Also, the sequential nature of curried arguments bears emphasis: whereas it’s common enough to partially apply other arguments than the first and the order of the arguments doesn’t really matter, the same can not be said for curried functions. That means that it’s quite important to get the argument order “right” in a functional API since it’s a hassle reordering parameters. In that sense partial function application is a better fit for non-functional languages since the API is likely not to be curried-function friendly.
e.g. LINQ: functions like Select and Where take the list as the first parameter. So if I’d curry them and pass one argument, that’d let me fix the _data_ they process. But wouldn’t it make more sense to fix the function? i.e. aren’t you more likely to need a function EvenNumbers which is Where x % 2 ==0 than a function Filter1to20? For this reason, functional languages will generally pass the filter or mapping function first, and then the data, rather than the LINQ API’s order.

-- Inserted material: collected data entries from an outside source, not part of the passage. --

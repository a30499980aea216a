//! # Fibonacci Backoff
//!
//! Retry delays for failed reconciliations. Grows slower than exponential
//! backoff so a machine stuck on a broken dependency keeps being retried at a
//! useful cadence. Sequence with the defaults: 1m, 1m, 2m, 3m, 5m, 8m, 10m (max).

use std::time::Duration;

/// Fibonacci backoff calculator, in whole minutes
#[derive(Debug, Clone)]
pub struct FibonacciBackoff {
    min_minutes: u64,
    prev_minutes: u64,
    current_minutes: u64,
    max_minutes: u64,
}

impl FibonacciBackoff {
    /// Create a backoff starting at `min_minutes`, capped at `max_minutes`
    #[must_use]
    pub fn new(min_minutes: u64, max_minutes: u64) -> Self {
        Self {
            min_minutes,
            prev_minutes: 0,
            current_minutes: min_minutes,
            max_minutes,
        }
    }

    /// Next delay in seconds; advances the sequence
    pub fn next_backoff_seconds(&mut self) -> u64 {
        let result_seconds = self.current_minutes * 60;

        let next_minutes = self.prev_minutes + self.current_minutes;
        self.prev_minutes = self.current_minutes;
        self.current_minutes = std::cmp::min(next_minutes, self.max_minutes);

        result_seconds
    }

    /// Next delay as a `Duration`; advances the sequence
    #[must_use]
    pub fn next_backoff(&mut self) -> Duration {
        Duration::from_secs(self.next_backoff_seconds())
    }

    /// Start over after a successful reconciliation
    pub fn reset(&mut self) {
        self.prev_minutes = 0;
        self.current_minutes = self.min_minutes;
    }
}

#[cfg(test)]
mod tests {
    use super::*;

    #[test]
    fn test_fibonacci_backoff_sequence() {
        let mut backoff = FibonacciBackoff::new(1, 10);

        // 1m, 1m, 2m, 3m, 5m, 8m, 10m
        assert_eq!(backoff.next_backoff_seconds(), 60);
        assert_eq!(backoff.next_backoff_seconds(), 60);
        assert_eq!(backoff.next_backoff_seconds(), 120);
        assert_eq!(backoff.next_backoff_seconds(), 180);
        assert_eq!(backoff.next_backoff_seconds(), 300);
        assert_eq!(backoff.next_backoff_seconds(), 480);
        assert_eq!(backoff.next_backoff_seconds(), 600);
        // 13m capped
        assert_eq!(backoff.next_backoff_seconds(), 600);
        assert_eq!(backoff.next_backoff_seconds(), 600);
    }

    #[test]
    fn test_fibonacci_backoff_reset() {
        let mut backoff = FibonacciBackoff::new(1, 10);
        backoff.next_backoff();
        backoff.next_backoff();
        assert_eq!(backoff.next_backoff(), Duration::from_secs(120));

        backoff.reset();

        assert_eq!(backoff.next_backoff(), Duration::from_secs(60));
        assert_eq!(backoff.next_backoff(), Duration::from_secs(60));
    }

    #[test]
    fn test_fibonacci_backoff_custom_bounds() {
        let mut backoff = FibonacciBackoff::new(2, 5);
        assert_eq!(backoff.next_backoff_seconds(), 120);
        assert_eq!(backoff.next_backoff_seconds(), 120);
        assert_eq!(backoff.next_backoff_seconds(), 240);
        assert_eq!(backoff.next_backoff_seconds(), 300);
    }
}
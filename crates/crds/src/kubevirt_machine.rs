//! KubevirtMachine CRD
//!
//! Infrastructure record for one Cluster API machine backed by a KubeVirt VM.

use crate::condition::{Condition, HasConditions};
use kube::CustomResource;
use schemars::JsonSchema;
use serde::{Deserialize, Serialize};

/// Finalizer protecting a KubevirtMachine until its cleanup has run
pub const MACHINE_FINALIZER: &str = "kubevirtmachine.infrastructure.cluster.x-k8s.io";

#[derive(CustomResource, Debug, Clone, Serialize, Deserialize, JsonSchema, Default, PartialEq)]
#[kube(
    group = "infrastructure.cluster.x-k8s.io",
    version = "v1alpha4",
    kind = "KubevirtMachine",
    namespaced,
    status = "KubevirtMachineStatus",
    derive = "PartialEq",
    shortname = "kvm"
)]
#[serde(rename_all = "camelCase")]
pub struct KubevirtMachineSpec {
    /// KubeVirt `VirtualMachineSpec` used to create the VM (passed through as-is)
    #[serde(default, skip_serializing_if = "Option::is_none")]
    #[schemars(schema_with = "crate::preserve_unknown_fields")]
    pub vm_spec: Option<serde_json::Value>,

    /// Unique identifier of the node as registered with the workload cluster
    #[serde(default, rename = "providerID", skip_serializing_if = "Option::is_none")]
    pub provider_id: Option<String>,

    /// Set once the bootstrap payload has completed inside the VM; never cleared
    #[serde(default)]
    pub bootstrapped: bool,
}

#[derive(Debug, Clone, Serialize, Deserialize, JsonSchema, Default, PartialEq)]
#[serde(rename_all = "camelCase")]
pub struct KubevirtMachineStatus {
    /// The VM is provisioned and registered with the workload cluster
    #[serde(default)]
    pub ready: bool,

    /// Addresses assigned to the machine
    #[serde(default, skip_serializing_if = "Vec::is_empty")]
    pub addresses: Vec<MachineAddress>,

    /// Observed conditions
    #[serde(default, skip_serializing_if = "Vec::is_empty")]
    pub conditions: Vec<Condition>,

    /// Terminal failure reason, if any
    #[serde(default, skip_serializing_if = "Option::is_none")]
    pub failure_reason: Option<String>,

    /// Terminal failure message, if any
    #[serde(default, skip_serializing_if = "Option::is_none")]
    pub failure_message: Option<String>,
}

/// One address of a machine
#[derive(Debug, Clone, Serialize, Deserialize, JsonSchema, PartialEq, Eq)]
#[serde(rename_all = "camelCase")]
pub struct MachineAddress {
    /// Address kind
    #[serde(rename = "type")]
    pub type_: MachineAddressType,

    /// The address itself
    pub address: String,
}

#[derive(Debug, Clone, Copy, Serialize, Deserialize, JsonSchema, PartialEq, Eq)]
/// Kind of machine address, same vocabulary as Cluster API
pub enum MachineAddressType {
    /// Node hostname
    Hostname,
    /// Address on the cluster-internal network
    InternalIP,
    /// Externally reachable address
    ExternalIP,
    /// Internal DNS name
    InternalDNS,
    /// External DNS name
    ExternalDNS,
}

impl MachineAddress {
    /// Build an address record
    pub fn new(type_: MachineAddressType, address: impl Into<String>) -> Self {
        Self {
            type_,
            address: address.into(),
        }
    }
}

impl KubevirtMachine {
    /// Returns true when the finalizer is present
    pub fn has_finalizer(&self) -> bool {
        self.metadata
            .finalizers
            .as_ref()
            .is_some_and(|f| f.iter().any(|s| s == MACHINE_FINALIZER))
    }

    /// Add the finalizer if missing
    pub fn add_finalizer(&mut self) {
        if !self.has_finalizer() {
            self.metadata
                .finalizers
                .get_or_insert_with(Vec::new)
                .push(MACHINE_FINALIZER.to_string());
        }
    }

    /// Remove the finalizer if present
    pub fn remove_finalizer(&mut self) {
        if let Some(finalizers) = self.metadata.finalizers.as_mut() {
            finalizers.retain(|f| f != MACHINE_FINALIZER);
        }
    }

    /// Returns true once the API layer marked the object for deletion
    pub fn is_being_deleted(&self) -> bool {
        self.metadata.deletion_timestamp.is_some()
    }

    /// Status, created on demand
    pub fn status_mut(&mut self) -> &mut KubevirtMachineStatus {
        self.status.get_or_insert_with(KubevirtMachineStatus::default)
    }
}

impl HasConditions for KubevirtMachine {
    fn conditions(&self) -> &[Condition] {
        self.status.as_ref().map_or(&[], |s| s.conditions.as_slice())
    }

    fn conditions_mut(&mut self) -> &mut Vec<Condition> {
        &mut self.status_mut().conditions
    }
}

#[cfg(test)]
mod tests {
    use super::*;
    use crate::condition::{ConditionSeverity, VM_PROVISIONED_CONDITION, WAITING_FOR_BOOTSTRAP_DATA_REASON};

    #[test]
    fn test_finalizer_add_remove() {
        let mut machine = KubevirtMachine::new("worker-0", KubevirtMachineSpec::default());
        assert!(!machine.has_finalizer());

        machine.add_finalizer();
        machine.add_finalizer();
        assert_eq!(machine.metadata.finalizers.as_ref().unwrap().len(), 1);

        machine.remove_finalizer();
        assert!(!machine.has_finalizer());
    }

    #[test]
    fn test_conditions_create_status() {
        let mut machine = KubevirtMachine::new("worker-0", KubevirtMachineSpec::default());
        assert!(machine.conditions().is_empty());

        machine.mark_false(VM_PROVISIONED_CONDITION, WAITING_FOR_BOOTSTRAP_DATA_REASON, ConditionSeverity::Info, "");
        assert!(machine.status.is_some());
        assert!(machine.has_condition(VM_PROVISIONED_CONDITION));
    }

    #[test]
    fn test_spec_wire_names() {
        let spec = KubevirtMachineSpec {
            vm_spec: None,
            provider_id: Some("kubevirt://worker-0".to_string()),
            bootstrapped: true,
        };
        let value = serde_json::to_value(&spec).unwrap();
        assert_eq!(value["providerID"], "kubevirt://worker-0");
        assert_eq!(value["bootstrapped"], true);
    }

    #[test]
    fn test_address_type_wire_names() {
        let address = MachineAddress::new(MachineAddressType::InternalIP, "10.0.0.4");
        let value = serde_json::to_value(&address).unwrap();
        assert_eq!(value["type"], "InternalIP");
    }
}
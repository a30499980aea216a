//! Watch mappers
//!
//! Translate changes to Machines, Clusters and KubevirtClusters into the
//! KubevirtMachines that have to be reconciled again. Lookups go through
//! reflector caches, so mapping is synchronous and yields nothing on a miss.

use crds::{
    find_capi_owner, has_paused_annotation, Cluster, KubevirtCluster, KubevirtMachine, Machine, CLUSTER_NAME_LABEL,
};
use kube::ResourceExt;
use kube_runtime::reflector::{ObjectRef, Store};
use std::sync::Arc;
use tracing::debug;

const KUBEVIRT_MACHINE_KIND: &str = "KubevirtMachine";
const INFRASTRUCTURE_GROUP: &str = "infrastructure.cluster.x-k8s.io";

/// Cached Clusters and Machines consulted by the mappers
pub trait MachineIndexSource: Send + Sync {
    /// Cluster `namespace/name`
    fn cluster(&self, namespace: &str, name: &str) -> Option<Arc<Cluster>>;

    /// Machines labelled with the cluster name
    fn cluster_machines(&self, namespace: &str, cluster_name: &str) -> Vec<Arc<Machine>>;
}

/// `MachineIndexSource` over reflector stores
#[derive(Clone)]
pub struct StoreIndexSource {
    clusters: Store<Cluster>,
    machines: Store<Machine>,
}

impl StoreIndexSource {
    pub fn new(clusters: Store<Cluster>, machines: Store<Machine>) -> Self {
        Self { clusters, machines }
    }
}

impl MachineIndexSource for StoreIndexSource {
    fn cluster(&self, namespace: &str, name: &str) -> Option<Arc<Cluster>> {
        self.clusters.get(&ObjectRef::new(name).within(namespace))
    }

    fn cluster_machines(&self, namespace: &str, cluster_name: &str) -> Vec<Arc<Machine>> {
        self.machines
            .state()
            .into_iter()
            .filter(|m| m.namespace().as_deref() == Some(namespace))
            .filter(|m| m.labels().get(CLUSTER_NAME_LABEL).map(String::as_str) == Some(cluster_name))
            .collect()
    }
}

/// KubevirtMachine referenced by a Machine's `infrastructureRef`
pub fn machine_to_kubevirt_machine(machine: &Machine) -> Option<ObjectRef<KubevirtMachine>> {
    if has_paused_annotation(&machine.metadata) {
        return None;
    }
    let reference = &machine.spec.infrastructure_ref;
    if !reference.is_kind(KUBEVIRT_MACHINE_KIND) || reference.group() != INFRASTRUCTURE_GROUP {
        return None;
    }
    if reference.name.is_empty() {
        return None;
    }
    let namespace = reference.namespace.clone().or_else(|| machine.namespace())?;
    Some(ObjectRef::new(&reference.name).within(&namespace))
}

fn infrastructure_refs(machines: Vec<Arc<Machine>>, namespace: &str) -> Vec<ObjectRef<KubevirtMachine>> {
    machines
        .iter()
        .filter_map(|machine| {
            let name = &machine.spec.infrastructure_ref.name;
            if name.is_empty() {
                return None;
            }
            Some(ObjectRef::new(name).within(namespace))
        })
        .collect()
}

/// KubevirtMachines of the cluster owning a KubevirtCluster
pub fn kubevirt_cluster_to_kubevirt_machines(
    source: &dyn MachineIndexSource,
    kubevirt_cluster: &KubevirtCluster,
) -> Vec<ObjectRef<KubevirtMachine>> {
    if has_paused_annotation(&kubevirt_cluster.metadata) {
        return Vec::new();
    }
    let Some(namespace) = kubevirt_cluster.namespace() else {
        return Vec::new();
    };
    let Some(owner) = find_capi_owner(&kubevirt_cluster.metadata, "Cluster") else {
        debug!("KubevirtCluster {} has no owner Cluster yet", kubevirt_cluster.name_any());
        return Vec::new();
    };
    let Some(cluster) = source.cluster(&namespace, &owner.name) else {
        return Vec::new();
    };

    let cluster_name = cluster.name_any();
    infrastructure_refs(source.cluster_machines(&namespace, &cluster_name), &namespace)
}

/// KubevirtMachines of a Cluster that is unpaused with ready infrastructure
pub fn cluster_to_kubevirt_machines(
    source: &dyn MachineIndexSource,
    cluster: &Cluster,
) -> Vec<ObjectRef<KubevirtMachine>> {
    if cluster.is_paused() || !cluster.infrastructure_ready() {
        return Vec::new();
    }
    let Some(namespace) = cluster.namespace() else {
        return Vec::new();
    };
    let machines = source
        .cluster_machines(&namespace, &cluster.name_any())
        .into_iter()
        .filter(|m| m.spec.infrastructure_ref.is_kind(KUBEVIRT_MACHINE_KIND))
        .collect();
    infrastructure_refs(machines, &namespace)
}
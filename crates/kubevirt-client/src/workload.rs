//! Workload cluster access
//!
//! Node operations against the guest cluster, backed by a `kube::Client`
//! built from that cluster's kubeconfig.

use crate::error::KubevirtError;
use crate::kubevirt_trait::WorkloadCluster;
use k8s_openapi::api::core::v1::Node;
use kube::api::{Patch, PatchParams};
use kube::config::{KubeConfigOptions, Kubeconfig};
use kube::{Api, Client, Config};

/// Workload cluster reached through a kube client
#[derive(Clone)]
pub struct KubeWorkloadCluster {
    nodes: Api<Node>,
}

impl std::fmt::Debug for KubeWorkloadCluster {
    fn fmt(&self, f: &mut std::fmt::Formatter<'_>) -> std::fmt::Result {
        f.debug_struct("KubeWorkloadCluster").finish_non_exhaustive()
    }
}

impl KubeWorkloadCluster {
    /// Wrap an existing client
    pub fn new(client: Client) -> Self {
        Self { nodes: Api::all(client) }
    }

    /// Build a client from raw kubeconfig YAML
    pub async fn from_kubeconfig_bytes(kubeconfig: &[u8]) -> Result<Self, KubevirtError> {
        let text = std::str::from_utf8(kubeconfig)
            .map_err(|e| KubevirtError::Kubeconfig(format!("not UTF-8: {e}")))?;
        let kubeconfig = Kubeconfig::from_yaml(text).map_err(|e| KubevirtError::Kubeconfig(e.to_string()))?;
        let config = Config::from_custom_kubeconfig(kubeconfig, &KubeConfigOptions::default())
            .await
            .map_err(|e| KubevirtError::Kubeconfig(e.to_string()))?;
        let client = Client::try_from(config)?;
        Ok(Self::new(client))
    }
}

#[async_trait::async_trait]
impl WorkloadCluster for KubeWorkloadCluster {
    async fn node_provider_id(&self, node_name: &str) -> Result<Option<String>, KubevirtError> {
        let node = self
            .nodes
            .get_opt(node_name)
            .await?
            .ok_or_else(|| KubevirtError::NotFound(format!("node {node_name}")))?;
        Ok(node.spec.and_then(|s| s.provider_id))
    }

    async fn set_node_provider_id(&self, node_name: &str, provider_id: &str) -> Result<(), KubevirtError> {
        let patch = serde_json::json!({ "spec": { "providerID": provider_id } });
        self.nodes
            .patch(node_name, &PatchParams::default(), &Patch::Merge(&patch))
            .await?;
        Ok(())
    }
}
//! Cluster node SSH key material
//!
//! The KubevirtCluster controller generates one key pair per cluster and
//! records the secret it persisted it to in `spec.sshKeys.dataSecretName`.
//! Machines only read it.

use crate::api::ManagementApi;
use crate::error::ControllerError;
use crds::KubevirtCluster;

/// Secret data key of the public key
pub const PUBLIC_KEY_DATA_KEY: &str = "pub";
/// Secret data key of the private key
pub const PRIVATE_KEY_DATA_KEY: &str = "key";

/// SSH key pair shared by the nodes of one cluster
#[derive(Clone, PartialEq, Eq)]
pub struct SshKeyPair {
    /// OpenSSH public key
    pub public_key: Vec<u8>,
    /// PEM private key
    pub private_key: Vec<u8>,
}

impl std::fmt::Debug for SshKeyPair {
    fn fmt(&self, f: &mut std::fmt::Formatter<'_>) -> std::fmt::Result {
        f.debug_struct("SshKeyPair")
            .field("public_key", &String::from_utf8_lossy(&self.public_key))
            .finish_non_exhaustive()
    }
}

/// Access to the persisted key pair of a cluster
pub struct ClusterNodeSshKeys<'a> {
    api: &'a dyn ManagementApi,
    cluster: &'a KubevirtCluster,
}

impl<'a> ClusterNodeSshKeys<'a> {
    /// Keys of `cluster`
    pub fn new(api: &'a dyn ManagementApi, cluster: &'a KubevirtCluster) -> Self {
        Self { api, cluster }
    }

    /// The cluster controller has persisted the key pair
    pub fn is_persisted(&self) -> bool {
        self.secret_name().is_some()
    }

    fn secret_name(&self) -> Option<&str> {
        self.cluster
            .spec
            .ssh_keys
            .data_secret_name
            .as_deref()
            .filter(|name| !name.is_empty())
    }

    /// Read the key pair from its secret
    pub async fn fetch(&self) -> Result<SshKeyPair, ControllerError> {
        let name = self
            .secret_name()
            .ok_or_else(|| ControllerError::SshKeys("key pair not persisted yet".to_string()))?;
        let namespace = self
            .cluster
            .metadata
            .namespace
            .as_deref()
            .ok_or(ControllerError::MissingObjectKey("namespace"))?;

        let secret = self
            .api
            .get_secret(namespace, name)
            .await?
            .ok_or_else(|| ControllerError::SshKeys(format!("secret {namespace}/{name} not found")))?;
        let data = secret.data.unwrap_or_default();

        let field = |key: &str| {
            data.get(key)
                .map(|bytes| bytes.0.clone())
                .filter(|bytes| !bytes.is_empty())
                .ok_or_else(|| ControllerError::SshKeys(format!("secret {namespace}/{name} has no '{key}' entry")))
        };

        Ok(SshKeyPair {
            public_key: field(PUBLIC_KEY_DATA_KEY)?,
            private_key: field(PRIVATE_KEY_DATA_KEY)?,
        })
    }
}
//! Cluster API core types
//!
//! Read-only proxies for `cluster.x-k8s.io` `Machine` and `Cluster`. These CRDs
//! are owned by Cluster API itself, so no schema is generated for them and only
//! the fields the infrastructure provider consumes are modelled.

use crate::condition::{Condition, HasConditions};
use crate::references::ObjectReference;
use kube::CustomResource;
use serde::{Deserialize, Serialize};

/// API group of the Cluster API core types
pub const CLUSTER_API_GROUP: &str = "cluster.x-k8s.io";
/// Label carrying the owning cluster's name
pub const CLUSTER_NAME_LABEL: &str = "cluster.x-k8s.io/cluster-name";
/// Label present on control plane machines
pub const CONTROL_PLANE_LABEL: &str = "cluster.x-k8s.io/control-plane";
/// Annotation pausing reconciliation of an object
pub const PAUSED_ANNOTATION: &str = "cluster.x-k8s.io/paused";
/// Secret type used for Cluster API owned secrets
pub const CLUSTER_SECRET_TYPE: &str = "cluster.x-k8s.io/secret";

#[derive(CustomResource, Debug, Clone, Serialize, Deserialize, Default)]
#[kube(
    group = "cluster.x-k8s.io",
    version = "v1alpha4",
    kind = "Machine",
    namespaced,
    schema = "disabled"
)]
#[serde(rename_all = "camelCase")]
pub struct MachineSpec {
    /// Name of the owning cluster
    #[serde(default)]
    pub cluster_name: String,

    /// Bootstrap configuration
    #[serde(default)]
    pub bootstrap: Bootstrap,

    /// Infrastructure object backing this machine
    #[serde(default)]
    pub infrastructure_ref: ObjectReference,

    /// Provider ID copied from the infrastructure object
    #[serde(default, rename = "providerID", skip_serializing_if = "Option::is_none")]
    pub provider_id: Option<String>,
}

/// Bootstrap data of a Machine
#[derive(Debug, Clone, Serialize, Deserialize, Default)]
#[serde(rename_all = "camelCase")]
pub struct Bootstrap {
    /// Bootstrap config object
    #[serde(default, skip_serializing_if = "Option::is_none")]
    pub config_ref: Option<ObjectReference>,

    /// Secret holding the generated bootstrap data (set by the bootstrap provider)
    #[serde(default, skip_serializing_if = "Option::is_none")]
    pub data_secret_name: Option<String>,
}

#[derive(CustomResource, Debug, Clone, Serialize, Deserialize, Default)]
#[kube(
    group = "cluster.x-k8s.io",
    version = "v1alpha4",
    kind = "Cluster",
    namespaced,
    status = "ClusterStatus",
    schema = "disabled"
)]
#[serde(rename_all = "camelCase")]
pub struct ClusterSpec {
    /// Stops all reconciliation of the cluster's objects
    #[serde(default)]
    pub paused: bool,

    /// Cluster-level infrastructure object (a KubevirtCluster for this provider)
    #[serde(default, skip_serializing_if = "Option::is_none")]
    pub infrastructure_ref: Option<ObjectReference>,
}

/// Observed state of a Cluster
#[derive(Debug, Clone, Serialize, Deserialize, Default)]
#[serde(rename_all = "camelCase")]
pub struct ClusterStatus {
    /// Infrastructure provider reported ready
    #[serde(default)]
    pub infrastructure_ready: bool,

    /// Observed conditions
    #[serde(default)]
    pub conditions: Vec<Condition>,
}

impl Machine {
    /// Control plane machines carry the control-plane label
    pub fn is_control_plane(&self) -> bool {
        self.metadata
            .labels
            .as_ref()
            .is_some_and(|labels| labels.contains_key(CONTROL_PLANE_LABEL))
    }

    /// Cluster name from the cluster label
    pub fn cluster_label(&self) -> Option<&str> {
        self.metadata
            .labels
            .as_ref()
            .and_then(|labels| labels.get(CLUSTER_NAME_LABEL))
            .map(String::as_str)
    }
}

impl Cluster {
    /// Returns true when infrastructure is reported ready
    pub fn infrastructure_ready(&self) -> bool {
        self.status.as_ref().is_some_and(|s| s.infrastructure_ready)
    }

    /// Paused via spec or annotation
    pub fn is_paused(&self) -> bool {
        self.spec.paused || has_paused_annotation(&self.metadata)
    }
}

impl HasConditions for Cluster {
    fn conditions(&self) -> &[Condition] {
        self.status.as_ref().map_or(&[], |s| s.conditions.as_slice())
    }

    fn conditions_mut(&mut self) -> &mut Vec<Condition> {
        &mut self.status.get_or_insert_with(ClusterStatus::default).conditions
    }
}

/// Returns true when the object carries the paused annotation
pub fn has_paused_annotation(meta: &k8s_openapi::apimachinery::pkg::apis::meta::v1::ObjectMeta) -> bool {
    meta.annotations
        .as_ref()
        .is_some_and(|a| a.contains_key(PAUSED_ANNOTATION))
}

/// Find the owner reference of a Cluster API kind (any version of the group)
pub fn find_capi_owner<'a>(
    meta: &'a k8s_openapi::apimachinery::pkg::apis::meta::v1::ObjectMeta,
    kind: &str,
) -> Option<&'a k8s_openapi::apimachinery::pkg::apis::meta::v1::OwnerReference> {
    meta.owner_references.as_ref()?.iter().find(|owner| {
        owner.kind == kind
            && owner
                .api_version
                .split_once('/')
                .is_some_and(|(group, _)| group == CLUSTER_API_GROUP)
    })
}
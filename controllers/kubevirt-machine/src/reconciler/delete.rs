//! Delete path for KubevirtMachines marked for deletion.

use super::{MachineContext, MachineScope, ReconcileOutcome, Reconciler};
use crate::bootstrap::userdata_secret_name;
use crate::error::ControllerError;
use crds::{ConditionSeverity, HasConditions, DELETING_REASON, VM_PROVISIONED_CONDITION};
use tracing::info;

impl Reconciler {
    /// Tear the VM down and release the finalizer
    ///
    /// The finalizer is only removed once the `Deleting` condition has been
    /// persisted and the VM is gone; any failure leaves it in place so the next
    /// attempt starts over.
    pub(crate) async fn reconcile_delete(
        &self,
        scope: &mut MachineScope,
        context: &MachineContext,
    ) -> Result<ReconcileOutcome, ControllerError> {
        info!("Deleting KubevirtMachine {}/{}", scope.namespace(), scope.name());

        scope
            .machine
            .mark_false(VM_PROVISIONED_CONDITION, DELETING_REASON, ConditionSeverity::Info, "");
        scope.patch(self.api.as_ref()).await?;

        let user_data_secret_name = context
            .machine
            .spec
            .bootstrap
            .data_secret_name
            .as_deref()
            .map(userdata_secret_name)
            .unwrap_or_default();
        let request = Self::vm_request(scope, context, user_data_secret_name)?;
        let vm = self.vms.machine(&request).await?;
        if vm.exists() {
            info!("Deleting VM {}/{}", request.namespace, request.name);
            vm.delete().await?;
        }

        scope.machine.remove_finalizer();
        Ok(ReconcileOutcome::Done)
    }
}

#[cfg(test)]
#[path = "delete_test.rs"]
mod delete_test;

And that’s points to a real fundamental problem in functional languages. By putting the “least changing” argument first, you undermine autocompletion, which is a really nifty tool for API discovery. I’m not sure what’s best here, but it’s definitely a loss, particularly since otherwise the functional technique lends itself so clearly to pipe-and-filter style programming, where you just kind-of define what you need and go with what you have now: exploratory programming which would benefit from Intellisense a lot.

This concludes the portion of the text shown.